The falling film dehumidifier is a key component in the liquid desiccant cooling system (LDCS). However, the most commonly used metals, such as steel and aluminum, can hardly resist the erosion of liquid desiccant. It greatly limits the fabrication of compact dehumidifiers and hinders the promotion of LDCS. The present study introduced a novel falling film dehumidifier which was made by the metal of anodized aluminum. Experiments were carried out to compare the dehumidification performance between ordinary aluminum dehumidifier and anodized one. The influences of air temperature, mass flow rate, inlet humidity and solution temperature, mass flow rate, temperature on dehumidification performance were identified. The results showed that the anodized aluminum could alleviate the erosion significantly. In addition, with the surface treatment by anodizing, the contact angle of lithium chloride solution decreased from 85.2° on an ordinary aluminum plate to 43.1° on an anodized one. Accordingly, the wetting area on the plate dehumidifier increased from 0.143 m2 to 0.178 m2 with a 24.5% increment at certain operating conditions. Both the absolute moisture removal and dehumidification effectiveness increased in various degrees for anodized dehumidifier compared with the ordinary type. The relative increments could reach up to 50.6% and 36.7% under certain conditions respectively.
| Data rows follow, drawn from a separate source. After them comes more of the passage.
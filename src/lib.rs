//! Detection Relay
//!
//! Turns the per-frame output of a perception pipeline into running class
//! counters, paired on-disk snapshots and best-effort publishes to external
//! subscribers.
//!
//! # Architecture
//!
//! Pipeline callbacks drive an [`Engine`]:
//!
//! 1. **Aggregate**: each frame's detections become an immutable [`DetectionEvent`].
//! 2. **Trigger**: a periodic check opens a snapshot window when capture is due.
//! 3. **Persist**: `clean` and `osd` samples inside the window are written atomically
//!    under one base name, with the triggering event as metadata.
//! 4. **Fan out**: detections, annotated images and heartbeats go to every
//!    configured channel; one failing channel never affects the rest.
//!
//! Capture cadence can be changed at runtime through the control topics on the
//! pub/sub bridge. A separate directory poller republishes new snapshot files.
//!
//! # Module Structure
//!
//! - `detect`: detection types and the aggregator
//! - `snapshot`: capture configuration and the window state machine
//! - `storage`: atomic writes and the snapshot directory layout
//! - `transport`: MQTT client, in-memory bus, JSON-lines sink
//! - `fanout`: outbound channels, payloads, heartbeat
//! - `control`: remote capture control
//! - `sidecar`: directory poller
//! - `engine`: the context object tying the above together
//! - `pipeline`: the pipeline's stdout line protocol

pub mod config;
pub mod control;
pub mod detect;
pub mod engine;
pub mod error;
pub mod fanout;
pub mod pipeline;
pub mod sidecar;
pub mod snapshot;
pub mod storage;
pub mod transport;

pub use config::RelayConfig;
pub use control::{ControlCommand, ControlListener};
pub use detect::{
    ClassCounters, Detection, DetectionAggregator, DetectionEvent, FrameMetadata, ObjectClass,
    RawDetection,
};
pub use engine::{now_ms, Engine};
pub use error::{ErrorPolicy, RelayError, RelayResult};
pub use fanout::{
    BridgeChannel, BridgeTopics, BrokerChannel, BrokerTopics, CameraDescriptor, DeliveryReport,
    FanOutPublisher, OutboundChannel, SnapshotPayload,
};
pub use sidecar::{DirectoryPoller, LastDetections};
pub use snapshot::{CaptureConfig, CaptureHandle, ImageKind, SampleOutcome, SnapshotController};
pub use storage::{write_atomic, SnapshotStore};
pub use transport::{JsonLinesSink, MemoryTransport, MqttTransport, Subscriber, Transport};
The newly introduced anodized aluminum dehumidifiers can not only alleviate the plate corrosion but also improve the dehumidification capability due to smaller surface contact angles, which can be promisingly applied in LDCS.

Suggested Citation

  • Wen, Tao & Lu, Lin & Dong, Chuanshuai & Luo, Yimo, 2018. "Development and experimental study of a novel plate dehumidifier made of anodized aluminum," Energy, Elsevier, vol. 144(C), pages 169-177.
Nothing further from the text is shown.